“Almajiri” is a Hausa word that emanates from an Arabic word “Al muhajirun” which means a person that leaves his home in search of Islamic knowledge.
Historically, this system started in the northern part of Nigeria in the 11th century due to the participation of Borno rulers in Qur’anic literacy. Centuries later, the Sokoto Caliphate was founded through an Islamic revolution based on the teachings of the Qur’an. These empires run a similar Qur’anic learning system which is now known as the Almajiri system.
However, before colonisation, the pupils were living with their parents for the purpose of moral upbringing. Their schools were located within the environment from which the pupils came and were proudly sponsored by the state, the parents and the community in general. Unfortunately, the predicament of the Almajiri system began when the British colonialists arrived in the north and forbade the funding of the Almajiri system, claiming that they were religious schools and thereby replaced them with western education which is contrary to the belief of the northerners.
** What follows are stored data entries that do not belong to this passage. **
//! Genre and language endpoints

use axum::{
    extract::{Path, State},
    http::StatusCode,
    Json,
};

use crate::{
    error::AppResult,
    models::{
        genre::CreateGenre,
        language::CreateLanguage,
        Genre, GenreBooks, Language, Permission,
    },
    AppState,
};

use super::AuthenticatedUser;

/// List genres ordered by name
#[utoipa::path(
    get,
    path = "/genres",
    tag = "genres",
    responses(
        (status = 200, description = "Genres", body = Vec<Genre>)
    )
)]
pub async fn list_genres(State(state): State<AppState>) -> AppResult<Json<Vec<Genre>>> {
    let genres = state.services.catalog.list_genres().await?;
    Ok(Json(genres))
}

/// Books tagged with a genre
#[utoipa::path(
    get,
    path = "/genres/{id}/books",
    tag = "genres",
    params(("id" = i32, Path, description = "Genre ID")),
    responses(
        (status = 200, description = "Genre and its books", body = GenreBooks),
        (status = 404, description = "Genre not found")
    )
)]
pub async fn list_genre_books(
    State(state): State<AppState>,
    Path(id): Path<i32>,
) -> AppResult<Json<GenreBooks>> {
    let books = state.services.catalog.books_by_genre(id).await?;
    Ok(Json(books))
}

/// Create a genre
#[utoipa::path(
    post,
    path = "/genres",
    tag = "genres",
    security(("bearer_auth" = [])),
    request_body = CreateGenre,
    responses(
        (status = 201, description = "Genre created", body = Genre),
        (status = 403, description = "Missing can_edit_books")
    )
)]
pub async fn create_genre(
    State(state): State<AppState>,
    AuthenticatedUser(claims): AuthenticatedUser,
    Json(data): Json<CreateGenre>,
) -> AppResult<(StatusCode, Json<Genre>)> {
    claims.require(Permission::CanEditBooks)?;

    let genre = state.services.catalog.create_genre(data).await?;
    Ok((StatusCode::CREATED, Json(genre)))
}

/// List languages ordered by name
#[utoipa::path(
    get,
    path = "/languages",
    tag = "genres",
    responses(
        (status = 200, description = "Languages", body = Vec<Language>)
    )
)]
pub async fn list_languages(State(state): State<AppState>) -> AppResult<Json<Vec<Language>>> {
    let languages = state.services.catalog.list_languages().await?;
    Ok(Json(languages))
}

/// Create a language
#[utoipa::path(
    post,
    path = "/languages",
    tag = "genres",
    security(("bearer_auth" = [])),
    request_body = CreateLanguage,
    responses(
        (status = 201, description = "Language created", body = Language),
        (status = 403, description = "Missing can_edit_books")
    )
)]
pub async fn create_language(
    State(state): State<AppState>,
    AuthenticatedUser(claims): AuthenticatedUser,
    Json(data): Json<CreateLanguage>,
) -> AppResult<(StatusCode, Json<Language>)> {
    claims.require(Permission::CanEditBooks)?;

    let language = state.services.catalog.create_language(data).await?;
    Ok((StatusCode::CREATED, Json(language)))
}
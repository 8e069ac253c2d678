//! Languages repository

use sqlx::{Pool, Postgres};

use crate::{
    error::{AppError, AppResult},
    models::language::{CreateLanguage, Language},
};

#[derive(Clone)]
pub struct LanguagesRepository {
    pool: Pool<Postgres>,
}

impl LanguagesRepository {
    pub fn new(pool: Pool<Postgres>) -> Self {
        Self { pool }
    }

    pub async fn list(&self) -> AppResult<Vec<Language>> {
        let languages =
            sqlx::query_as::<_, Language>("SELECT id, name FROM languages ORDER BY name, id")
                .fetch_all(&self.pool)
                .await?;
        Ok(languages)
    }

    pub async fn get_by_id(&self, id: i32) -> AppResult<Language> {
        sqlx::query_as::<_, Language>("SELECT id, name FROM languages WHERE id = $1")
            .bind(id)
            .fetch_optional(&self.pool)
            .await?
            .ok_or_else(|| AppError::NotFound(format!("Language with id {} not found", id)))
    }

    pub async fn create(&self, data: &CreateLanguage) -> AppResult<Language> {
        let language = sqlx::query_as::<_, Language>(
            "INSERT INTO languages (name) VALUES ($1) RETURNING id, name",
        )
        .bind(&data.name)
        .fetch_one(&self.pool)
        .await
        .map_err(|e| AppError::on_unique_violation(e, format!("Language '{}' already exists", data.name)))?;
        Ok(language)
    }
}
With no one to support them, the pupils and their teachers resorted and depended on begging for their daily survival.
Nevertheless, the present-day Almajiri system has deviated from the culture of putting funds together in order to support the educational system of little children, rather make them victims of neglect and are seen everywhere with their dirty and torn cloth singing and begging for food. Some have lost their lives while committing crimes and engaging in violent acts in the streets, while others are lost through life-threatening diseases and hunger. This is showing up in rising insecurity as the victims of massive indignity have finally or unconsciously had enough. It is a natural consequence of a shrinking pot to share, a lack of productivity, and a growing population of people fed by resentment, and with no hope for the future.
In 2014, UNICEF reported that the number of Almajiri in Nigeria is about 9.5 million, or 72 per cent of the country’s 13.2 million out-of-school children; this is a disaster unfolding before our eyes. Some other estimates claimed that the number of out-of-school children in the country has risen past the 15 million mark, more of them in the North.
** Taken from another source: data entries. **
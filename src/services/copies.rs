//! Copy service: creation, lookup and loan listings

use chrono::NaiveDate;
use uuid::Uuid;
use validator::Validate;

use crate::{
    error::{AppError, AppResult},
    models::{
        copy::{BookCopy, CopyDetails, CreateCopy},
        CopyStatus, Page, PageQuery, PAGE_SIZE,
    },
    repository::Repository,
};

#[derive(Clone)]
pub struct CopiesService {
    repository: Repository,
}

impl CopiesService {
    pub fn new(repository: Repository) -> Self {
        Self { repository }
    }

    /// Add a copy to a book. Copies start outside circulation or available;
    /// lending goes through the loans service.
    pub async fn create(&self, book_id: i32, data: CreateCopy) -> AppResult<BookCopy> {
        data.validate()?;
        if data.status == Some(CopyStatus::OnLoan) {
            return Err(AppError::Validation(
                "A new copy cannot start on loan, lend it once created".to_string(),
            ));
        }

        self.repository.books.get_by_id(book_id).await?;
        let copy = self.repository.copies.create(book_id, &data).await?;
        tracing::info!(copy_id = %copy.id, book_id, "Copy created");
        Ok(copy)
    }

    pub async fn get(&self, id: Uuid, today: NaiveDate) -> AppResult<CopyDetails> {
        let row = self.repository.copies.get_row(id).await?;
        Ok(CopyDetails::from_row(row, today))
    }

    /// Copies on loan to one borrower, by due-back date
    pub async fn borrowed_by(
        &self,
        borrower_id: i32,
        query: PageQuery,
        today: NaiveDate,
    ) -> AppResult<Page<CopyDetails>> {
        self.on_loan(Some(borrower_id), query, today).await
    }

    /// Every copy on loan, by due-back date
    pub async fn all_on_loan(&self, query: PageQuery, today: NaiveDate) -> AppResult<Page<CopyDetails>> {
        self.on_loan(None, query, today).await
    }

    async fn on_loan(
        &self,
        borrower_id: Option<i32>,
        query: PageQuery,
        today: NaiveDate,
    ) -> AppResult<Page<CopyDetails>> {
        let rows = self
            .repository
            .copies
            .list_on_loan(borrower_id, PAGE_SIZE, query.offset())
            .await?;
        let total = self.repository.copies.count_on_loan(borrower_id).await?;
        let items = rows
            .into_iter()
            .map(|row| CopyDetails::from_row(row, today))
            .collect();
        Ok(Page::new(items, total, query))
    }
}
The National Council for the Welfare of Destitutes (NCWD) puts the current population of Almajiri at about 7 million. One can imagine 7 million souls that are referred to as the future of a nation being wasted away.
It’s already a known fact that if a child of about five to six years could be neglected and bounded to cater for his own needs, there is a high tendency of him doing all that it takes to at least feed himself even if it is going around to beg or steal because he wants to survive. By doing so, they might become a victim of sexual and commercial exploitation. When they become older and it becomes shameful for them to beg, they may resort to harming innocent souls to feed themselves because no matter what, they want to survive. Having involved themselves in series of criminal offences, they try to run away from the wrath of the law but may later find themselves in the midst of militant groups where killing, kidnapping for ransom and all sort of bad acts is what they do for a living. By joining this set of people, they also become a source of insecurity to the nation and their lives will surely become useless.
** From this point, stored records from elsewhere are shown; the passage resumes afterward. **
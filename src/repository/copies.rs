//! Book copies repository and the copy store used by circulation

use async_trait::async_trait;
use sqlx::{Pool, Postgres};
use uuid::Uuid;

use crate::{
    circulation::LoanState,
    error::{AppError, AppResult},
    models::copy::{BookCopy, CopyRow, CopyStatus, CreateCopy},
};

const COPY_COLUMNS: &str = "id, book_id, imprint, due_back, borrower_id, status";

/// Copy joined with its book title; `c` is book_copies, `b` is books
const COPY_ROW_SELECT: &str = r#"
    SELECT c.id, c.book_id, c.imprint, c.due_back, c.borrower_id, c.status,
           b.title AS book_title
    FROM book_copies c
    JOIN books b ON b.id = c.book_id
"#;

/// Persistence operations the loan state machine relies on.
///
/// Every state change goes through [`CopyStore::compare_and_set`], which only
/// applies when the stored loan columns still equal `expected`.
#[cfg_attr(test, mockall::automock)]
#[async_trait]
pub trait CopyStore: Send + Sync {
    /// Fetch a copy, `NotFound` if the id does not resolve
    async fn get_copy(&self, id: Uuid) -> AppResult<BookCopy>;

    /// Write `next` if the copy's loan columns still match `expected`.
    /// Returns `None` when no row matched.
    async fn compare_and_set(
        &self,
        id: Uuid,
        expected: LoanState,
        next: LoanState,
    ) -> AppResult<Option<BookCopy>>;

    async fn borrower_exists(&self, user_id: i32) -> AppResult<bool>;
}

#[derive(Clone)]
pub struct CopiesRepository {
    pool: Pool<Postgres>,
}

impl CopiesRepository {
    pub fn new(pool: Pool<Postgres>) -> Self {
        Self { pool }
    }

    /// Insert a copy with a freshly generated id
    pub async fn create(&self, book_id: i32, data: &CreateCopy) -> AppResult<BookCopy> {
        let copy = sqlx::query_as::<_, BookCopy>(&format!(
            r#"
            INSERT INTO book_copies (id, book_id, imprint, status)
            VALUES ($1, $2, $3, $4)
            RETURNING {}
            "#,
            COPY_COLUMNS
        ))
        .bind(Uuid::new_v4())
        .bind(book_id)
        .bind(&data.imprint)
        .bind(data.status.unwrap_or_default())
        .fetch_one(&self.pool)
        .await?;
        Ok(copy)
    }

    /// Copy with its book title
    pub async fn get_row(&self, id: Uuid) -> AppResult<CopyRow> {
        sqlx::query_as::<_, CopyRow>(&format!("{} WHERE c.id = $1", COPY_ROW_SELECT))
            .bind(id)
            .fetch_optional(&self.pool)
            .await?
            .ok_or_else(|| AppError::NotFound(format!("Copy {} not found", id)))
    }

    /// Copies of a book, ordered by due-back date
    pub async fn list_for_book(&self, book_id: i32) -> AppResult<Vec<CopyRow>> {
        let rows = sqlx::query_as::<_, CopyRow>(&format!(
            "{} WHERE c.book_id = $1 ORDER BY c.due_back, c.id",
            COPY_ROW_SELECT
        ))
        .bind(book_id)
        .fetch_all(&self.pool)
        .await?;
        Ok(rows)
    }

    /// Copies on loan, optionally only those of one borrower, ordered by due-back date
    pub async fn list_on_loan(
        &self,
        borrower_id: Option<i32>,
        limit: i64,
        offset: i64,
    ) -> AppResult<Vec<CopyRow>> {
        let rows = sqlx::query_as::<_, CopyRow>(&format!(
            r#"
            {}
            WHERE c.status = $1
              AND ($2::int IS NULL OR c.borrower_id = $2)
            ORDER BY c.due_back, b.title, c.id
            LIMIT $3 OFFSET $4
            "#,
            COPY_ROW_SELECT
        ))
        .bind(CopyStatus::OnLoan)
        .bind(borrower_id)
        .bind(limit)
        .bind(offset)
        .fetch_all(&self.pool)
        .await?;
        Ok(rows)
    }

    pub async fn count_on_loan(&self, borrower_id: Option<i32>) -> AppResult<i64> {
        let count: i64 = sqlx::query_scalar(
            "SELECT COUNT(*) FROM book_copies WHERE status = $1 AND ($2::int IS NULL OR borrower_id = $2)",
        )
        .bind(CopyStatus::OnLoan)
        .bind(borrower_id)
        .fetch_one(&self.pool)
        .await?;
        Ok(count)
    }

    pub async fn count(&self) -> AppResult<i64> {
        let count: i64 = sqlx::query_scalar("SELECT COUNT(*) FROM book_copies")
            .fetch_one(&self.pool)
            .await?;
        Ok(count)
    }

    pub async fn count_by_status(&self, status: CopyStatus) -> AppResult<i64> {
        let count: i64 = sqlx::query_scalar("SELECT COUNT(*) FROM book_copies WHERE status = $1")
            .bind(status)
            .fetch_one(&self.pool)
            .await?;
        Ok(count)
    }
}

#[async_trait]
impl CopyStore for CopiesRepository {
    async fn get_copy(&self, id: Uuid) -> AppResult<BookCopy> {
        sqlx::query_as::<_, BookCopy>(&format!(
            "SELECT {} FROM book_copies WHERE id = $1",
            COPY_COLUMNS
        ))
        .bind(id)
        .fetch_optional(&self.pool)
        .await?
        .ok_or_else(|| AppError::NotFound(format!("Copy {} not found", id)))
    }

    async fn compare_and_set(
        &self,
        id: Uuid,
        expected: LoanState,
        next: LoanState,
    ) -> AppResult<Option<BookCopy>> {
        let copy = sqlx::query_as::<_, BookCopy>(&format!(
            r#"
            UPDATE book_copies
            SET status = $1, due_back = $2, borrower_id = $3
            WHERE id = $4
              AND status = $5
              AND due_back IS NOT DISTINCT FROM $6
              AND borrower_id IS NOT DISTINCT FROM $7
            RETURNING {}
            "#,
            COPY_COLUMNS
        ))
        .bind(next.status)
        .bind(next.due_back)
        .bind(next.borrower_id)
        .bind(id)
        .bind(expected.status)
        .bind(expected.due_back)
        .bind(expected.borrower_id)
        .fetch_optional(&self.pool)
        .await?;
        Ok(copy)
    }

    async fn borrower_exists(&self, user_id: i32) -> AppResult<bool> {
        let exists: bool = sqlx::query_scalar("SELECT EXISTS(SELECT 1 FROM users WHERE id = $1)")
            .bind(user_id)
            .fetch_one(&self.pool)
            .await?;
        Ok(exists)
    }
}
Speaking at the launch of the country’s revised national security strategy for 2019, Nigeria’s National Security Adviser (NSA), Babagana Monguno warned the Nigerian government of the future of the Almajiri system, should it be allowed to continue. Monguno stated the blurred future of this country if the system is not improved.
“The issue of illiteracy is directly linked to the issue of children not going to school, this Almajiri phenomenon which we have been talking about, we cannot continue to push it under the carpet because what? Eventually, it will come back to bite us in the butt big time. We need to deal with this issue and it is the responsibility of all of us to try and take care of this issue without any inhibition,” he said.
The system, as it is presently being practised, has outlived its usefulness. The society and the parents have neglected their obligations of properly taking care of and educating their children. These bowl-carrying children have now become so ubiquitous in almost all parts of the Northern states such that we would almost be made to believe that it is their fate as a son or daughter of the northern part of Nigeria.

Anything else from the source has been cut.